A posse de Paulo Gonet na Procuradoria-Geral da República (PGR) na última segunda-feira (18) marca uma virada de página de Lula em relação à sua demorada escolha para comandar o órgão que foi determinante para os rumos da política nacional nos últimos anos. A escolha de Gonet reforça a estratégia política do presidente em seu terceiro mandato de buscar conciliação pelo poder Judiciário.
A avaliação é feita por representantes de advogados e juízes alinhados ao campo progressista e que esperam ver uma resposta efetiva da Procuradoria-Geral da República aos grupos antidemocráticos e políticos que incitaram os atos golpistas de 8 de janeiro. Para o professor de Direito e membro da Associação Juízes para a Democracia, Rubens Casara, a nomeação de Gonet mostra que Lula tem focado no Judiciário seus esforços para construir consensos.
"Me parece que o presidente Lula busca uma espécie de coalizão a partir do Poder Judiciário, como percebeu o cientista político Cristian Lynch a partir das lições do sociólogo Sergio Abranches, que cunhou o termo presidencialismo de coalizão.

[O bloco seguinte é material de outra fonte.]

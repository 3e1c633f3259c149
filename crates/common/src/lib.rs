pub mod error;
pub mod types;

pub use error::{Error, Result};
pub use types::{Cds, DeployRequest, HerokuResult, MainUser, PoolConfig, PooledOrg};
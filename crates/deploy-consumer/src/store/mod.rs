//! State store: named queues and record collections
//!
//! The store is the only shared mutable resource in the system. `dequeue`
//! and `consume_matching` are the atomic operations exactly-once semantics
//! depend on: a deploy request is handed to exactly one consumer, and
//! completion data is delivered to exactly one poller.

mod memory;
mod redis;

use async_trait::async_trait;
use deployer_common::{Cds, DeployRequest, Error, PoolConfig, PooledOrg, Result};
use serde_json::Value;

pub use self::memory::MemoryStore;
pub use self::redis::RedisStore;

/// Incoming user deploy requests, FIFO
pub const DEPLOY_QUEUE: &str = "deploy:queue";
/// Pool-replenishment deploy requests, FIFO
pub const POOL_QUEUE: &str = "pool:queue";
/// Provisioned-but-unclaimed orgs
pub const POOLED_ORGS: &str = "pool:orgs";
/// Completed-deployment records, consumed destructively by pollers
pub const CDS_COLLECTION: &str = "cds:heroku";
/// Usernames scheduled for org deletion
pub const DELETE_QUEUE: &str = "delete:queue";

/// Characters permitted in a username that may flow into a shell-level
/// deletion command
fn valid_username(username: &str) -> bool {
    !username.is_empty()
        && username
            .chars()
            .all(|c| c.is_ascii_alphanumeric() || matches!(c, '@' | '.' | '-' | '_'))
}

/// Walk a dot-separated path into a JSON record
fn field_at<'a>(record: &'a Value, path: &str) -> Option<&'a Value> {
    path.split('.').try_fold(record, |current, part| current.get(part))
}

/// True when every `(path, value)` pair matches the record
fn matches_fields(record: &Value, fields: &[(&str, &str)]) -> bool {
    fields
        .iter()
        .all(|(path, expected)| field_at(record, path).and_then(Value::as_str) == Some(*expected))
}

/// Named queues and collections of JSON payloads.
///
/// Queues are FIFO; collections are ordered bags. Concurrent callers of
/// `dequeue` or `consume_matching` never observe the same payload twice.
#[async_trait]
pub trait Store: Send + Sync {
    /// Append a payload to a queue
    async fn enqueue(&self, queue: &str, payload: Value) -> Result<()>;

    /// Atomically pop the oldest payload, if any
    async fn dequeue(&self, queue: &str) -> Result<Option<Value>>;

    /// Number of items currently queued
    async fn size(&self, queue: &str) -> Result<usize>;

    /// Add a record to a collection
    async fn put(&self, collection: &str, record: Value) -> Result<()>;

    /// All records in a collection, oldest first
    async fn get_all(&self, collection: &str) -> Result<Vec<Value>>;

    /// Count records whose string fields match every `(path, value)` pair
    async fn count_matching(&self, collection: &str, fields: &[(&str, &str)]) -> Result<usize>;

    /// Atomically return and remove matching records, oldest first.
    /// A `limit` of zero means no limit.
    async fn consume_matching(
        &self,
        collection: &str,
        fields: &[(&str, &str)],
        limit: usize,
    ) -> Result<Vec<Value>>;
}

/// Typed operations over the generic store surface
#[async_trait]
pub trait StoreExt: Store {
    /// Dequeue the next deploy request from the given queue
    async fn next_request(&self, queue: &str) -> Result<Option<DeployRequest>> {
        match self.dequeue(queue).await? {
            Some(payload) => Ok(Some(serde_json::from_value(payload)?)),
            None => Ok(None),
        }
    }

    async fn put_deploy_request(&self, request: &DeployRequest) -> Result<()> {
        self.enqueue(DEPLOY_QUEUE, serde_json::to_value(request)?).await
    }

    async fn get_deploy_request(&self) -> Result<Option<DeployRequest>> {
        self.next_request(DEPLOY_QUEUE).await
    }

    async fn put_pool_request(&self, request: &DeployRequest) -> Result<()> {
        self.enqueue(POOL_QUEUE, serde_json::to_value(request)?).await
    }

    async fn get_pool_request(&self) -> Result<Option<DeployRequest>> {
        self.next_request(POOL_QUEUE).await
    }

    async fn put_pooled_org(&self, org: &PooledOrg) -> Result<()> {
        self.put(POOLED_ORGS, serde_json::to_value(org)?).await
    }

    async fn get_pooled_orgs(&self) -> Result<Vec<PooledOrg>> {
        self.get_all(POOLED_ORGS)
            .await?
            .into_iter()
            .map(|record| serde_json::from_value(record).map_err(Error::from))
            .collect()
    }

    /// Count queued pool requests matching the config's `{user, repo}`
    async fn pool_count_by_repo(&self, config: &PoolConfig) -> Result<usize> {
        self.count_matching(
            POOL_QUEUE,
            &[("repo", config.repo.as_str()), ("username", config.user.as_str())],
        )
        .await
    }

    /// Claim (and destroy) one pooled org for `{user, repo}`, if any is ready
    async fn claim_pooled_org(&self, user: &str, repo: &str) -> Result<Option<PooledOrg>> {
        let mut claimed = self
            .consume_matching(POOLED_ORGS, &[("user", user), ("repo", repo)], 1)
            .await?;
        match claimed.pop() {
            Some(record) => Ok(Some(serde_json::from_value(record)?)),
            None => Ok(None),
        }
    }

    async fn put_cds(&self, cds: &Cds) -> Result<()> {
        self.put(CDS_COLLECTION, serde_json::to_value(cds)?).await
    }

    async fn get_cdss(&self) -> Result<Vec<Cds>> {
        self.get_all(CDS_COLLECTION)
            .await?
            .into_iter()
            .map(|record| serde_json::from_value(record).map_err(Error::from))
            .collect()
    }

    /// Destructive read: return and remove every completed-deployment
    /// record for the user. A second call observes nothing.
    async fn consume_cds_for_user(&self, username: &str) -> Result<Vec<Cds>> {
        self.consume_matching(CDS_COLLECTION, &[("mainUser.username", username)], 0)
            .await?
            .into_iter()
            .map(|record| serde_json::from_value(record).map_err(Error::from))
            .collect()
    }

    /// Consume the user's completion records and flatten out the app names
    async fn app_names_for_user(&self, username: &str) -> Result<Vec<String>> {
        let records = self.consume_cds_for_user(username).await?;
        Ok(records
            .into_iter()
            .flat_map(|cds| cds.heroku_results)
            .map(|result| result.app_name)
            .collect())
    }

    /// Schedule removal of a provisioned org.
    ///
    /// The username is validated before any store action; it may flow into
    /// a shell-level deletion command downstream.
    async fn delete_org(&self, username: &str) -> Result<()> {
        if !valid_username(username) {
            return Err(Error::InvalidUsername(username.to_string()));
        }
        self.enqueue(DELETE_QUEUE, Value::String(username.to_string())).await
    }
}

impl<S: Store + ?Sized> StoreExt for S {}
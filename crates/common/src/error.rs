use thiserror::Error;

#[derive(Error, Debug)]
pub enum Error {
    #[error("Redis error: {0}")]
    Redis(String),

    #[error("JSON serialization error: {0}")]
    Serialization(#[from] serde_json::Error),

    #[error("invalid username {0}")]
    InvalidUsername(String),
}

pub type Result<T> = std::result::Result<T, Error>;
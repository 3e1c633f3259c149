//! Deploy Consumer
//!
//! Always-on consumer for the multitenant sfdx deployer. Drains deploy
//! requests from a Redis-backed queue, sanitizes each request's
//! `orgInit.sh` into a bounded command sequence, executes it against a
//! fresh scratch org, and records the resulting app locations for the
//! front end to collect.

pub mod config;
pub mod consumer;
pub mod exec;
pub mod pool;
pub mod sanitize;
pub mod store;

pub use config::Config;
pub use consumer::{Authenticator, Consumer, ExecOutcome, Executor, ScriptSource};
pub use exec::{GitScriptSource, HubAuth, ShellExecutor};
pub use sanitize::{sanitize, SanitizeError};
pub use store::{MemoryStore, RedisStore, Store, StoreExt};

Lula agora desloca a atenção da produção dos consensos e coalizões a partir do Judiciário", afirma Casara.
De perfil conservador, Gonet contou com apoio até de parlamentares da ala bolsonarista mais crítica ao governo Lula. A escolha do presidente, porém, foi uma sinalização aos dois ministros do Supremo Tribunal Federal que têm hoje mais força: Alexandre de Moraes, que concentra as investigações contra golpistas e os inquéritos mais sensíveis envolvendo o ex-presidente Jair Bolsonaro e seus aliados, e o ministro mais velho da Corte, chamado de decano, Gilmar Mendes.

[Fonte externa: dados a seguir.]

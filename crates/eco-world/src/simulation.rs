//! Step orchestrator for the ecosystem.

use crate::animal::{Animal, AnimalProfile, Predator};
use crate::clock::{DayClock, StepCounter};
use crate::entity::{Entity, StepContext, World};
use crate::environment::{ClimateScenario, EnvironmentalClock};
use crate::plant::{Plant, PlantProfile};
use crate::population::PopulationTracker;
use chrono::Utc;
use eco_core::{
    EntityId, Error, GridSnapshot, PopulationCounts, Result, RunId, RunSummary, SimulationConfig,
    StepStatus, StopReason,
};
use rand::SeedableRng;
use rand_chacha::ChaCha8Rng;
use std::sync::atomic::{AtomicBool, Ordering};
use std::sync::Arc;
use std::time::Duration;
use tracing::{info, instrument};

/// Cooperative on/off flag, shared with whoever drives the simulation.
/// Checked before every step, never during one.
#[derive(Debug, Clone)]
pub struct RunSwitch(Arc<AtomicBool>);

impl RunSwitch {
    pub fn new(on: bool) -> Self {
        Self(Arc::new(AtomicBool::new(on)))
    }

    pub fn is_on(&self) -> bool {
        self.0.load(Ordering::SeqCst)
    }

    pub fn turn_on(&self) {
        self.0.store(true, Ordering::SeqCst);
    }

    pub fn turn_off(&self) {
        self.0.store(false, Ordering::SeqCst);
    }
}

impl Default for RunSwitch {
    fn default() -> Self {
        Self::new(true)
    }
}

pub struct Simulation {
    config: SimulationConfig,
    world: World,
    /// Entities that act this step, in the order they act
    live: Vec<EntityId>,
    environment: EnvironmentalClock,
    steps: StepCounter,
    day: DayClock,
    tracker: PopulationTracker,
    rng: ChaCha8Rng,
    switch: RunSwitch,
    births: u64,
    deaths: u64,
}

impl Simulation {
    /// Validate `config` and populate a fresh field.
    #[instrument(skip(config), fields(rows = config.rows, cols = config.cols, seed = config.seed))]
    pub fn new(config: SimulationConfig) -> Result<Self> {
        config.validate()?;
        let mut rng = ChaCha8Rng::seed_from_u64(config.seed);
        let (world, live) = populate(&config, &mut rng)?;
        let sim = Self::assemble(config, world, live, rng);

        info!(
            event = "simulation_created",
            habitat = %sim.config.habitat.name,
            scenario = %sim.config.scenario,
            animals = sim.config.animal_count(),
            plants = sim.config.plant_count(),
            "Simulation created"
        );
        Ok(sim)
    }

    /// Run a hand-built world under `config`'s rules. Population entries
    /// in the config are ignored.
    pub fn from_world(config: SimulationConfig, world: World) -> Result<Self> {
        config.rules.validate()?;
        config.habitat.validate()?;
        if world.grid().rows != config.rows || world.grid().cols != config.cols {
            return Err(Error::Validation(format!(
                "world is {}x{} but config expects {}x{}",
                world.grid().rows,
                world.grid().cols,
                config.rows,
                config.cols
            )));
        }
        let rng = ChaCha8Rng::seed_from_u64(config.seed);
        let live = world
            .ids()
            .into_iter()
            .filter(|id| world.get(*id).is_some_and(Entity::is_retained))
            .collect();
        Ok(Self::assemble(config, world, live, rng))
    }

    fn assemble(config: SimulationConfig, world: World, live: Vec<EntityId>, rng: ChaCha8Rng) -> Self {
        let scenario = ClimateScenario::new(config.scenario);
        let environment = EnvironmentalClock::new(&config.habitat, scenario, &config.rules);
        let day = DayClock::new(config.start_at_night, config.rules.day_length_steps);
        let tracker = PopulationTracker::new(
            std::iter::once(config.plant.name.as_str())
                .chain(config.species.iter().map(|s| s.name.as_str())),
        );
        Self {
            config,
            world,
            live,
            environment,
            steps: StepCounter::new(),
            day,
            tracker,
            rng,
            switch: RunSwitch::default(),
            births: 0,
            deaths: 0,
        }
    }

    /// Execute one step. Returns `None` without touching anything when the
    /// run switch is off.
    pub fn step(&mut self) -> Result<Option<StepStatus>> {
        if !self.switch.is_on() {
            return Ok(None);
        }

        let step = self.steps.increment();
        self.environment.advance(step, &mut self.rng);
        self.day.advance(step);
        let reading = self.environment.reading(step, self.day.is_night());

        let acting = std::mem::take(&mut self.live);
        let mut newborns = Vec::new();
        for id in &acting {
            let Some(mut entity) = self.world.take(*id) else {
                continue;
            };
            if let Entity::Plant(plant) = &mut entity {
                plant.sync_season(reading.is_spring);
            }
            let outcome = if entity.is_retained() {
                let mut ctx = StepContext::new(&mut self.world, reading, &self.config.rules, &mut self.rng);
                let outcome = entity.act(&mut ctx);
                newborns.extend(ctx.into_newborns());
                outcome
            } else {
                Ok(())
            };
            self.world.restore(entity);
            outcome?;
        }

        self.births += newborns.len() as u64;
        let mut live = Vec::with_capacity(acting.len() + newborns.len());
        for id in acting.into_iter().chain(newborns) {
            if self.world.get(id).is_some_and(Entity::is_retained) {
                live.push(id);
            } else if self.world.remove(id).is_some() {
                self.deaths += 1;
            }
        }
        self.live = live;
        self.tracker.invalidate();

        let status = self.status();
        if self.config.status_log_interval > 0 && step % self.config.status_log_interval == 0 {
            info!(
                event = "population_snapshot",
                step = step,
                time = %status.time_of_day,
                season = %status.season,
                temperature = status.temperature,
                total = status.counts.total(),
                species = status.counts.living_species(),
                "Population snapshot"
            );
        }
        Ok(Some(status))
    }

    /// Run up to `steps` steps, stopping early once the field is no longer
    /// viable or the switch is turned off.
    pub fn simulate(&mut self, steps: u64) -> Result<RunSummary> {
        self.simulate_with(steps, |_| {})
    }

    /// Like [`Simulation::simulate`], handing every step's status to `observer`
    #[instrument(skip(self, observer))]
    pub fn simulate_with<F>(&mut self, steps: u64, mut observer: F) -> Result<RunSummary>
    where
        F: FnMut(&StepStatus),
    {
        let run_id = RunId::new();
        let started_at = Utc::now();
        let (births, deaths) = (self.births, self.deaths);
        let delay = Duration::from_millis(self.config.step_delay_ms);

        let mut executed = 0;
        let mut stop_reason = StopReason::Completed;
        while executed < steps {
            if !self.switch.is_on() {
                stop_reason = StopReason::Cancelled;
                break;
            }
            if !self.is_viable() {
                stop_reason = StopReason::NotViable;
                break;
            }
            if let Some(status) = self.step()? {
                observer(&status);
            }
            executed += 1;
            if !delay.is_zero() {
                std::thread::sleep(delay);
            }
        }

        let summary = RunSummary {
            run_id,
            steps_executed: executed,
            final_step: self.steps.current(),
            stop_reason,
            counts: self.counts().clone(),
            births: self.births - births,
            deaths: self.deaths - deaths,
            started_at,
            finished_at: Utc::now(),
        };
        info!(
            event = "run_complete",
            run_id = %summary.run_id,
            steps_executed = summary.steps_executed,
            final_step = summary.final_step,
            stop_reason = ?summary.stop_reason,
            births = summary.births,
            deaths = summary.deaths,
            survivors = summary.counts.total(),
            "Run complete"
        );
        Ok(summary)
    }

    /// The long run configured by `long_run_steps`
    pub fn run_long(&mut self) -> Result<RunSummary> {
        self.simulate(self.config.long_run_steps)
    }

    /// Stop the simulation and empty the field. Steps are no-ops until
    /// [`Simulation::reset`].
    pub fn end(&mut self) {
        self.switch.turn_off();
        self.steps.reset();
        self.live.clear();
        self.world = World::new(self.config.rows, self.config.cols);
        self.tracker.invalidate();
        info!(event = "simulation_ended", "Simulation ended");
    }

    /// Rebuild the initial field from the stored config and seed, then turn
    /// the switch back on.
    pub fn reset(&mut self) -> Result<()> {
        let mut rng = ChaCha8Rng::seed_from_u64(self.config.seed);
        let (world, live) = populate(&self.config, &mut rng)?;
        let fresh = Self::assemble(self.config.clone(), world, live, rng);

        // Keep the existing switch so outside holders still control us.
        let switch = self.switch.clone();
        *self = Self { switch, ..fresh };
        self.switch.turn_on();
        info!(event = "simulation_reset", seed = self.config.seed, "Simulation reset");
        Ok(())
    }

    pub fn status(&mut self) -> StepStatus {
        StepStatus {
            step: self.steps.current(),
            time_of_day: self.day.time_string(),
            season: self.environment.season_name().to_string(),
            temperature: self.environment.temperature(),
            counts: self.counts().clone(),
        }
    }

    pub fn snapshot(&self) -> GridSnapshot {
        self.world.snapshot()
    }

    pub fn counts(&mut self) -> &PopulationCounts {
        self.tracker.counts(&self.world)
    }

    pub fn is_viable(&mut self) -> bool {
        self.tracker.is_viable(&self.world)
    }

    pub fn switch(&self) -> RunSwitch {
        self.switch.clone()
    }

    pub fn is_running(&self) -> bool {
        self.switch.is_on()
    }

    pub fn config(&self) -> &SimulationConfig {
        &self.config
    }

    pub fn world(&self) -> &World {
        &self.world
    }

    pub fn environment(&self) -> &EnvironmentalClock {
        &self.environment
    }

    pub fn step_count(&self) -> u64 {
        self.steps.current()
    }

    pub fn is_night(&self) -> bool {
        self.day.is_night()
    }

    pub fn time_string(&self) -> String {
        self.day.time_string()
    }

    pub fn live_count(&self) -> usize {
        self.live.len()
    }

    pub fn births(&self) -> u64 {
        self.births
    }

    pub fn deaths(&self) -> u64 {
        self.deaths
    }
}

/// Place the configured animals, in population order, then the plants,
/// each on a random free cell.
fn populate(config: &SimulationConfig, rng: &mut ChaCha8Rng) -> Result<(World, Vec<EntityId>)> {
    let mut world = World::new(config.rows, config.cols);
    let mut live = Vec::with_capacity(config.animal_count() + config.plant_count());

    for entry in &config.populations {
        let record = config
            .species(&entry.species)
            .ok_or_else(|| Error::NotFound(format!("species '{}'", entry.species)))?;
        let profile = Arc::new(AnimalProfile::from(record));
        for _ in 0..entry.count {
            let cell = free_cell(&world, rng)?;
            let id = world.allocate_id();
            let animal = Animal::spawn(id, Arc::clone(&profile), cell, config.random_initial_age, rng);
            let entity = if record.predator {
                Entity::Predator(Predator::new(animal, record.strength))
            } else {
                Entity::Animal(animal)
            };
            live.push(world.insert(entity)?);
        }
    }

    let profile = Arc::new(PlantProfile::from(&config.plant));
    for _ in 0..config.plant_count() {
        let cell = free_cell(&world, rng)?;
        let id = world.allocate_id();
        let plant = Plant::new(id, Arc::clone(&profile), cell, config.plant.max_health);
        live.push(world.insert(Entity::Plant(plant))?);
    }

    Ok((world, live))
}

fn free_cell(world: &World, rng: &mut ChaCha8Rng) -> Result<eco_core::Coordinate> {
    world
        .grid()
        .random_free_coordinate(rng)
        .ok_or_else(|| Error::Capacity("no free cell left on the field".to_string()))
}
//! Error taxonomy shared by the engine and its drivers.

use thiserror::Error;

pub type Result<T> = std::result::Result<T, Error>;

#[derive(Error, Debug)]
pub enum Error {
    #[error("IO error: {0}")]
    Io(#[from] std::io::Error),

    #[error("Serialization error: {0}")]
    Serialization(String),

    #[error("Validation error: {0}")]
    Validation(String),

    #[error("Not found: {0}")]
    NotFound(String),

    #[error("Capacity exceeded: {0}")]
    Capacity(String),

    #[error("Invalid state: {0}")]
    InvalidState(String),

    #[error("A simulation step is already in flight")]
    StepInFlight,
}

impl From<serde_json::Error> for Error {
    fn from(err: serde_json::Error) -> Self {
        Error::Serialization(err.to_string())
    }
}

O próprio Gonet fez uma deferência a Moraes e Mendes em seu discurso de posse. Para a advogada Tânia Mandarino, integrante do Coletivo Advogadas e Advogados pela Democracia, o gesto deixou clara a articulação do governo e indica que o nome de Gonet pode ter sido uma forma também de facilitar a aprovação do nome de Flavio Dino para o Supremo Tribunal Federal.

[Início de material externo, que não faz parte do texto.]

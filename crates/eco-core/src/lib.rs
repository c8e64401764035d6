//! Core types and utilities for the Eco-Sim ecosystem simulation.

pub mod types;
pub mod config;
pub mod error;
pub mod census;

pub use error::{Error, Result};
pub use types::*;
pub use config::*;
pub use census::*;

"Lula fez a negociação com os ministros cumprimentados pelo PGR, que assim o exigiram, Paulo Gonet na PGR e um apoio maior para facilitar a aprovação do nome de Flávio Dino para o STF", afirma a advogada. Aprovado pelo Senado em uma votação apertada, com 47 votos favoráveis, o nome de Dino para o Supremo era tido como mais difícil de ser aprovado pelo perfil do ministro, que já foi filiado ao PCdoB e se notabilizou pelos embates com bolsonaristas no Congresso durante sua atuação como ministro da Justiça de Lula.
Papel democrático do MPF
Para Tânia, o evento marcou o encerramento da atuação de Lula nos assuntos que dizem respeito ao Ministério Público Federal. Em seu discurso, o presidente indica que o nome foi escolhido para atuar firmemente contra os envolvidos no 8 de janeiro. "Acredito que Lula não vá mais aparecer em assuntos agora ligados à PGR, que este é o plano político original, deixar que a PGR, junto com o STF, faça essa persecução penal aos envolvidos no 8 de janeiro inclusive para chegar, acredito eu, até Bolsonaro e os seus bolsonaristas milicianos mais próximos", segue Tânia
Em seu discurso, Gonet afirmou que não busca "holofotes" e também reforçou o papel do Ministério Público Federal de ser "corresponsável" pela preservação da democracia. "Somos corresponsáveis pela preservação da democracia, estabelecida como eixo axiomático de toda a ordem jurídica, social e política. Somos corresponsáveis pelo estímulo e resguardo dos valores republicanos", afirmou o novo procurador-geral da República.
"Devemos estar aferrolhados ao mastro forte dos princípios constitucionais diretores do nosso atuar e do nosso destino. No nosso agir técnico não buscamos palco nem holofotes. Havemos de ser fiéis e completos ao que nos delega o constituinte e nos outorga o legislador democrático", seguiu Gonet.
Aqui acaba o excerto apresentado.